# New Pin-Up Tat Day!!!



## cwhitey2 (Feb 20, 2011)

So this tat has been in my mind for the last year and i finally had time and money to get her done. My buddy Adam Golden at Defiant Designs did it. It took 4 1/2 hours and and still have about 2-3 hours left on for color.

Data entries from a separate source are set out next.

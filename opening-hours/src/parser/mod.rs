//! Parser for the `opening_hours` subset.
//!
//! The supported grammar is:
//!
//! ```text
//! schedule   := "24/7" | "seasonal" | clause (";" clause)*
//! clause     := token (whitespace token)*
//! token      := dayrange | timerange
//! dayrange   := day ("-" day)?
//! day        := "mo"|"tu"|"we"|"th"|"fr"|"sa"|"su"   (case-insensitive)
//! timerange  := HH ":" MM "-" HH ":" MM
//! ```
//!
//! Clauses are applied in order and a later clause overrides the days an
//! earlier one set. Anything outside the grammar rejects the whole input;
//! there is no partial recovery.

mod error;
mod token;

use std::str::FromStr;

use tracing::debug;

use crate::domain::{Interval, WeeklySchedule};

pub use error::ParseError;
use token::{DayRange, Token, classify};

const ALWAYS_OPEN: &str = "24/7";
const SEASONAL: &str = "seasonal";

/// Parse an `opening_hours` value into a weekly schedule.
///
/// `None`, empty and whitespace-only text give
/// [`ParseError::EmptyOrUnspecified`].
///
/// # Examples
///
/// ```
/// use opening_hours::domain::{TimeOfDay, Weekday};
/// use opening_hours::parser::{ParseError, parse};
///
/// let schedule = parse(Some("mo-fr 09:00-17:00; sa 10:00-14:00")).unwrap();
/// let saturday = schedule.interval_for(Weekday::Saturday).unwrap();
/// assert_eq!(saturday.open(), TimeOfDay::new(10, 0).unwrap());
/// assert_eq!(schedule.interval_for(Weekday::Sunday), None);
///
/// assert_eq!(parse(None), Err(ParseError::EmptyOrUnspecified));
/// assert!(parse(Some("garbage text")).unwrap_err().is_failure());
/// ```
pub fn parse(text: Option<&str>) -> Result<WeeklySchedule, ParseError> {
    let text = text.map(str::trim).unwrap_or_default();

    match text {
        "" => Err(ParseError::EmptyOrUnspecified),
        ALWAYS_OPEN => Ok(WeeklySchedule::AlwaysOpen),
        SEASONAL => Ok(WeeklySchedule::Seasonal),
        _ => parse_clauses(&text.to_lowercase()),
    }
}

impl FromStr for WeeklySchedule {
    type Err = ParseError;

    fn from_str(s: &str) -> Result<Self, Self::Err> {
        parse(Some(s))
    }
}

fn parse_clauses(text: &str) -> Result<WeeklySchedule, ParseError> {
    let mut schedule = WeeklySchedule::closed();

    for clause in text.split(';').map(str::trim).filter(|c| !c.is_empty()) {
        let (days, interval) = parse_clause(clause)?;
        for day in days.days() {
            schedule = schedule.with_interval(day, interval);
        }
    }

    if !schedule.has_any_interval() {
        return Err(ParseError::NoScheduleExtracted);
    }

    Ok(schedule)
}

/// One clause: at most one day range and at most one time range, in
/// either order.
///
/// A missing day range means the whole week. A missing time range leaves
/// the days without an interval, i.e. closed.
fn parse_clause(clause: &str) -> Result<(DayRange, Option<Interval>), ParseError> {
    let mut days: Option<DayRange> = None;
    let mut interval: Option<Interval> = None;

    for raw in clause.split_whitespace() {
        let token = classify(raw).inspect_err(|e| {
            debug!(token = raw, clause, error = %e, "rejected opening_hours token");
        })?;

        let already_set = match token {
            Token::Days(range) => days.replace(range).is_some(),
            Token::Times(iv) => interval.replace(iv).is_some(),
        };
        if already_set {
            return Err(ParseError::RepeatedToken {
                token: raw.to_string(),
            });
        }
    }

    Ok((days.unwrap_or_else(DayRange::whole_week), interval))
}


#[cfg(test)]
mod proptests {
    use super::*;
    use crate::domain::Weekday;
    use crate::format::to_12_hour;
    use proptest::prelude::*;

    prop_compose! {
        fn day_range()(a in 0u8..7, b in 0u8..7) -> (Weekday, Weekday) {
            let (lo, hi) = if a <= b { (a, b) } else { (b, a) };
            (Weekday::from_index(lo).unwrap(), Weekday::from_index(hi).unwrap())
        }
    }

    prop_compose! {
        fn time_range()(a in 0u16..1440, b in 0u16..1440) -> (String, String) {
            let (lo, hi) = if a <= b { (a, b) } else { (b, a) };
            (
                format!("{:02}:{:02}", lo / 60, lo % 60),
                format!("{:02}:{:02}", hi / 60, hi % 60),
            )
        }
    }

    prop_compose! {
        fn clause()(days in day_range(), times in time_range()) -> String {
            let (start, end) = days;
            let (open, close) = times;
            if start == end {
                format!("{} {}-{}", start.code(), open, close)
            } else {
                format!("{}-{} {}-{}", start.code(), end.code(), open, close)
            }
        }
    }

    proptest! {
        /// Well-formed clauses always parse to a daily schedule
        #[test]
        fn valid_clauses_parse(clauses in prop::collection::vec(clause(), 1..5)) {
            let text = clauses.join("; ");
            let schedule = parse(Some(text.as_str())).unwrap();
            prop_assert!(schedule.has_any_interval());
        }

        /// Every stored time renders as a 12-hour string
        #[test]
        fn stored_times_render(clauses in prop::collection::vec(clause(), 1..5)) {
            let text = clauses.join(";");
            let schedule = parse(Some(text.as_str())).unwrap();
            for (_, interval) in schedule.days() {
                if let Some(iv) = interval {
                    for t in [iv.open(), iv.close()] {
                        let s = to_12_hour(t);
                        prop_assert!(s.ends_with("AM") || s.ends_with("PM"));
                    }
                }
            }
        }

        /// The last clause mentioning a day decides it
        #[test]
        fn last_clause_wins(first in clause(), second in clause()) {
            let text = format!("{first}; {second}");
            let combined = parse(Some(text.as_str())).unwrap();
            let only_second = parse(Some(second.as_str())).unwrap();
            for (day, interval) in only_second.days() {
                if interval.is_some() {
                    prop_assert_eq!(combined.interval_for(day), interval);
                }
            }
        }

        /// Arbitrary text never panics
        #[test]
        fn never_panics(text in "\\PC{0,40}") {
            let _ = parse(Some(text.as_str()));
        }
    }
}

P.s. the calf hurt like a .............


----------



## cwhitey2 (Mar 4, 2011)

so my pics are gone...


----------



## highlordmugfug (Mar 4, 2011)

cwhitey2 said:


> so my pics are gone...


Yup.
:/


----------



## highlordmugfug (Mar 4, 2011)

FIX IT.


----------



## cwhitey2 (Mar 4, 2011)

highlordmugfug said:


> FIX IT.




EDIT button is missing


----------



## Customisbetter (Mar 4, 2011)

post again.


----------



## cwhitey2 (Mar 4, 2011)

i don't remember how to re-size


----------



## Customisbetter (Mar 4, 2011)

Epic.


----------



## Despised_0515 (Mar 4, 2011)

Now you can say you've got muscles on your muscle


----------



## cwhitey2 (Mar 4, 2011)

Despised_0515 said:


> Now you can say you've got muscles on your muscle





 to bad my leg is a twig


----------



## Sebastian (Mar 4, 2011)

Looks really cool


----------



## leandroab (Mar 5, 2011)

Despised_0515 said:


> Now you can say you've got muscles on your muscle



Yo dawg....


----------



## cwhitey2 (Mar 23, 2011)

Update: Got the color/battleship grays finished on this beast. Next will be a zombi/mutated thing shredding a guitar on half of my shin with some smoke and fire.


----------



## cwhitey2 (Sep 2, 2011)

Got some more work done on what will be my leg sleeve 

The blood on it is not my blood he tattooed it in to make the guy look gnar 











It took all day but was well worth the pain.


----------



## petereanima (Sep 2, 2011)

awesome!

got my latest tat last friday...2 more dates (october + december) and my leg will finally be done.


----------



## cwhitey2 (Sep 2, 2011)

petereanima said:


> awesome!
> 
> got my latest tat last friday...2 more dates (october + december) and my leg will finally be done.



thanks duder 


i have the front and back of my leg done now

i just need some filler on the sides (stage pyrotechnics and smoke), a crowd wrapping around my ankle and neon sign style writing right below my knee cap to say 'rock is dead'  i think its kinda of funny because the cause the guy on my shin is a zombie 

should be done in a month or so


----------



## cwhitey2 (Nov 14, 2011)

Got more done on Friday.


----------



## KoenDercksen (Nov 15, 2011)

That is totally awesome!


----------



## cwhitey2 (Nov 15, 2011)

KoenDercksen said:


> That is totally awesome!



Thanks bro!

When it's complete, it will basically be a stage set for a show. The blue is the beginning of stage pyrotechnics. Im getting orange added on the 25th and some other things filled in. I have space below my knee, im going to get 'Rock is DEAD'....pun intended because there is a zombi on my shin  and well...rock is dead.




Full stack: check
Guy shredding: check
Zombi crowd: check
Fire works: check
Hot pinup: check


----------



## cwhitey2 (Dec 22, 2011)

Had more color done a bit ago, just putting pics up now. Almost done!!!


----------



## Konfyouzd (Dec 22, 2011)

You've got some of the coolest tats I've seen recently.


----------



## cwhitey2 (Dec 22, 2011)

Konfyouzd said:


> You've got some of the coolest tats I've seen recently.



Thanks!!! That means a lot  It started with an idea for a pinup....then got out of control 

now im to the point where I want to get my whole body done 


I think the 'Rock Is Dead' part is badass/comical because:

a) IMO rock is dead 

b) i have zombies and a devil pinup


----------